- TASK GOAL
If a line in the records below contains the word "markup", copy it out.

- SUPPLIED DATA

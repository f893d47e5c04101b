//! Document export: turns the generated plan (markdown) into a PDF.

pub mod markdown;
pub mod pdf;

pub use markdown::{Block, parse_blocks};
pub use pdf::PdfRenderer;

use serde::Serialize;

use crate::error::RenderError;

pub const PDF_CONTENT_TYPE: &str = "application/pdf";

/// Converts markup text into a paginated binary document.
pub trait DocumentRenderer: Send + Sync {
    fn render(&self, markup: &str, title: &str) -> Result<Vec<u8>, RenderError>;
}

/// A rendered plan, ready to be offered for download.
#[derive(Debug, Clone, Serialize)]
pub struct PlanDocument {
    pub filename: String,
    pub content_type: &'static str,
    #[serde(skip)]
    pub bytes: Vec<u8>,
}

impl PlanDocument {
    pub fn new(child_name: &str, bytes: Vec<u8>) -> Self {
        Self {
            filename: plan_filename(child_name),
            content_type: PDF_CONTENT_TYPE,
            bytes,
        }
    }

    pub fn size(&self) -> usize {
        self.bytes.len()
    }
}

/// Download name for a child's plan.
pub fn plan_filename(child_name: &str) -> String {
    format!("{child_name}_wellness_plan.pdf")
}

- TASK SOLUTION
/// Converts markup text into a paginated binary document.
    fn render(&self, markup: &str, title: &str) -> Result<Vec<u8>, RenderError>;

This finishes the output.